Removing opportunities for mistakes became the order of the day. An order-tolerant setup process, pre-connected cables, and instructions directly on the parts in question scored very well when tested in the lab and among the public when sold. Setup-related support calls were reduced significantly and an entire class of wiring-related calls went nearly to zero.
In addition, we removed several opportunities for mistakes or confusion by shipping the router pre-secured, with a network name and password printed on a card. This could be changed by users at any time or during setup, and included blanks on the back to write their new settings if desired. Later routers included a slot on the foot for the card to be stored. This card significantly reduced the volume of “what’s my network password” support calls.

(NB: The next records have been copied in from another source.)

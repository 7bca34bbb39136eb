//! Product storage over Postgres
//!
//! Beyond the shared listing contract, products page by category and by
//! live flag; both variants reuse the same count-plus-select shape so the
//! page statistics always come from the storage side.

use sqlx::PgPool;
use uuid::Uuid;

use super::error::{RepositoryError, RepositoryOperation, RepositoryResult};
use super::PageSource;
use crate::listing::{EntityKind, Page, PageRequest, PageStats};
use crate::models::{CreateProduct, ProductRow, UpdateProduct};

const COLUMNS: &str = "id, title, description, image, price, discount, quantity, live, stock, \
                       category_id, created_by, updated_by, created_at, updated_at";

/// Repository for the products table
#[derive(Clone)]
pub struct ProductRepository {
    pool: PgPool,
}

impl ProductRepository {
    pub fn new(pool: PgPool) -> Self {
        Self { pool }
    }

    /// Create a product, optionally already attached to a category
    pub async fn create(
        &self,
        input: &CreateProduct,
        category_id: Option<&str>,
    ) -> RepositoryResult<ProductRow> {
        let id = Uuid::new_v4().to_string();
        let sql = format!(
            "INSERT INTO products (id, title, description, price, discount, quantity, live, stock, category_id) \
             VALUES ($1, $2, $3, $4, $5, $6, $7, $8, $9) RETURNING {COLUMNS}"
        );
        sqlx::query_as::<_, ProductRow>(&sql)
            .bind(&id)
            .bind(&input.title)
            .bind(&input.description)
            .bind(input.price)
            .bind(input.discount)
            .bind(input.quantity)
            .bind(input.live)
            .bind(input.stock)
            .bind(category_id)
            .fetch_one(&self.pool)
            .await
            .map_err(|e| RepositoryError::from(e).with_operation(RepositoryOperation::Create))
    }

    pub async fn update(&self, id: &str, input: &UpdateProduct) -> RepositoryResult<ProductRow> {
        let sql = format!(
            "UPDATE products SET title = $2, description = $3, price = $4, discount = $5, \
             quantity = $6, live = $7, stock = $8, updated_at = NOW() \
             WHERE id = $1 RETURNING {COLUMNS}"
        );
        sqlx::query_as::<_, ProductRow>(&sql)
            .bind(id)
            .bind(&input.title)
            .bind(&input.description)
            .bind(input.price)
            .bind(input.discount)
            .bind(input.quantity)
            .bind(input.live)
            .bind(input.stock)
            .fetch_optional(&self.pool)
            .await
            .map_err(|e| RepositoryError::from(e).with_operation(RepositoryOperation::Update))?
            .ok_or_else(|| {
                RepositoryError::not_found("product", id)
                    .with_operation(RepositoryOperation::Update)
            })
    }

    pub async fn delete(&self, id: &str) -> RepositoryResult<()> {
        let result = sqlx::query("DELETE FROM products WHERE id = $1")
            .bind(id)
            .execute(&self.pool)
            .await
            .map_err(|e| RepositoryError::from(e).with_operation(RepositoryOperation::Delete))?;

        if result.rows_affected() == 0 {
            return Err(RepositoryError::not_found("product", id)
                .with_operation(RepositoryOperation::Delete));
        }
        Ok(())
    }

    pub async fn find_by_id(&self, id: &str) -> RepositoryResult<ProductRow> {
        let sql = format!("SELECT {COLUMNS} FROM products WHERE id = $1");
        sqlx::query_as::<_, ProductRow>(&sql)
            .bind(id)
            .fetch_optional(&self.pool)
            .await
            .map_err(RepositoryError::from)?
            .ok_or_else(|| RepositoryError::not_found("product", id))
    }

    /// Attach a product to a category
    pub async fn assign_category(
        &self,
        id: &str,
        category_id: &str,
    ) -> RepositoryResult<ProductRow> {
        let sql = format!(
            "UPDATE products SET category_id = $2, updated_at = NOW() \
             WHERE id = $1 RETURNING {COLUMNS}"
        );
        sqlx::query_as::<_, ProductRow>(&sql)
            .bind(id)
            .bind(category_id)
            .fetch_optional(&self.pool)
            .await
            .map_err(|e| RepositoryError::from(e).with_operation(RepositoryOperation::Update))?
            .ok_or_else(|| {
                RepositoryError::not_found("product", id)
                    .with_operation(RepositoryOperation::Update)
            })
    }

    /// Record the stored image file name for a product
    pub async fn set_image(&self, id: &str, file_name: &str) -> RepositoryResult<ProductRow> {
        let sql = format!(
            "UPDATE products SET image = $2, updated_at = NOW() WHERE id = $1 RETURNING {COLUMNS}"
        );
        sqlx::query_as::<_, ProductRow>(&sql)
            .bind(id)
            .bind(file_name)
            .fetch_optional(&self.pool)
            .await
            .map_err(|e| RepositoryError::from(e).with_operation(RepositoryOperation::Update))?
            .ok_or_else(|| {
                RepositoryError::not_found("product", id)
                    .with_operation(RepositoryOperation::Update)
            })
    }

    /// One page of the products belonging to a category
    pub async fn find_page_by_category(
        &self,
        category_id: &str,
        column: &'static str,
        request: &PageRequest,
    ) -> RepositoryResult<Page<ProductRow>> {
        let total: i64 =
            sqlx::query_scalar("SELECT COUNT(*) FROM products WHERE category_id = $1")
                .bind(category_id)
                .fetch_one(&self.pool)
                .await
                .map_err(|e| RepositoryError::from(e).with_operation(RepositoryOperation::Count))?;

        let sql = format!(
            "SELECT {COLUMNS} FROM products WHERE category_id = $1 \
             ORDER BY {column} {dir} LIMIT $2 OFFSET $3",
            dir = request.direction.as_sql(),
        );
        let items = sqlx::query_as::<_, ProductRow>(&sql)
            .bind(category_id)
            .bind(request.page_size)
            .bind(request.offset())
            .fetch_all(&self.pool)
            .await
            .map_err(|e| RepositoryError::from(e).with_operation(RepositoryOperation::FindPage))?;

        Ok(Page::new(items, PageStats::new(total, request)))
    }

    /// One page of the products currently marked live
    pub async fn find_live_page(
        &self,
        column: &'static str,
        request: &PageRequest,
    ) -> RepositoryResult<Page<ProductRow>> {
        let total: i64 = sqlx::query_scalar("SELECT COUNT(*) FROM products WHERE live = TRUE")
            .fetch_one(&self.pool)
            .await
            .map_err(|e| RepositoryError::from(e).with_operation(RepositoryOperation::Count))?;

        let sql = format!(
            "SELECT {COLUMNS} FROM products WHERE live = TRUE \
             ORDER BY {column} {dir} LIMIT $1 OFFSET $2",
            dir = request.direction.as_sql(),
        );
        let items = sqlx::query_as::<_, ProductRow>(&sql)
            .bind(request.page_size)
            .bind(request.offset())
            .fetch_all(&self.pool)
            .await
            .map_err(|e| RepositoryError::from(e).with_operation(RepositoryOperation::FindPage))?;

        Ok(Page::new(items, PageStats::new(total, request)))
    }
}

impl PageSource for ProductRepository {
    type Record = ProductRow;

    fn kind(&self) -> EntityKind {
        EntityKind::Product
    }

    fn sort_column(&self, field: &str) -> Option<&'static str> {
        sort_column(field)
    }

    async fn fetch_page(
        &self,
        column: &'static str,
        request: &PageRequest,
    ) -> RepositoryResult<Page<ProductRow>> {
        let total: i64 = sqlx::query_scalar("SELECT COUNT(*) FROM products")
            .fetch_one(&self.pool)
            .await
            .map_err(|e| RepositoryError::from(e).with_operation(RepositoryOperation::Count))?;

        let sql = format!(
            "SELECT {COLUMNS} FROM products ORDER BY {column} {dir} LIMIT $1 OFFSET $2",
            dir = request.direction.as_sql(),
        );
        let items = sqlx::query_as::<_, ProductRow>(&sql)
            .bind(request.page_size)
            .bind(request.offset())
            .fetch_all(&self.pool)
            .await
            .map_err(|e| RepositoryError::from(e).with_operation(RepositoryOperation::FindPage))?;

        Ok(Page::new(items, PageStats::new(total, request)))
    }

    async fn fetch_page_by_keyword(
        &self,
        keyword: &str,
        column: &'static str,
        request: &PageRequest,
    ) -> RepositoryResult<Page<ProductRow>> {
        let pattern = super::like_pattern(keyword);

        let total: i64 =
            sqlx::query_scalar("SELECT COUNT(*) FROM products WHERE title LIKE $1 ESCAPE '\\'")
                .bind(&pattern)
                .fetch_one(&self.pool)
                .await
                .map_err(|e| RepositoryError::from(e).with_operation(RepositoryOperation::Count))?;

        let sql = format!(
            "SELECT {COLUMNS} FROM products WHERE title LIKE $1 ESCAPE '\\' \
             ORDER BY {column} {dir} LIMIT $2 OFFSET $3",
            dir = request.direction.as_sql(),
        );
        let items = sqlx::query_as::<_, ProductRow>(&sql)
            .bind(&pattern)
            .bind(request.page_size)
            .bind(request.offset())
            .fetch_all(&self.pool)
            .await
            .map_err(|e| RepositoryError::from(e).with_operation(RepositoryOperation::FindPage))?;

        Ok(Page::new(items, PageStats::new(total, request)))
    }
}

/// Sortable column whitelist for products
fn sort_column(field: &str) -> Option<&'static str> {
    match field {
        "id" => Some("id"),
        "title" => Some("title"),
        "price" => Some("price"),
        "discount" => Some("discount"),
        "quantity" => Some("quantity"),
        "live" => Some("live"),
        "stock" => Some("stock"),
        "createdAt" | "created_at" => Some("created_at"),
        "updatedAt" | "updated_at" => Some("updated_at"),
        _ => None,
    }
}

#[cfg(test)]
mod tests {
    use super::*;

    #[test]
    fn test_sort_column_whitelist() {
        assert_eq!(sort_column("title"), Some("title"));
        assert_eq!(sort_column("price"), Some("price"));
        assert_eq!(sort_column("updatedAt"), Some("updated_at"));
        assert_eq!(sort_column("doesNotExist"), None);
        assert_eq!(sort_column("price DESC; --"), None);
    }
}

My role: lead designer and usability tester, led diagnostic in-home studies, cajoled Customer Care to analyze and report call data in ways that could spur action among Design and Product Management
Lessons learned: there’s always room to reduce opportunities for mistakes. User attention is fragile and singular; you can direct it where you need to, but not too many times. The emotional support role of a setup process dare not be neglected; when done well it inspires confidence in your product. When done poorly the person may not believe your product is working well even when it is.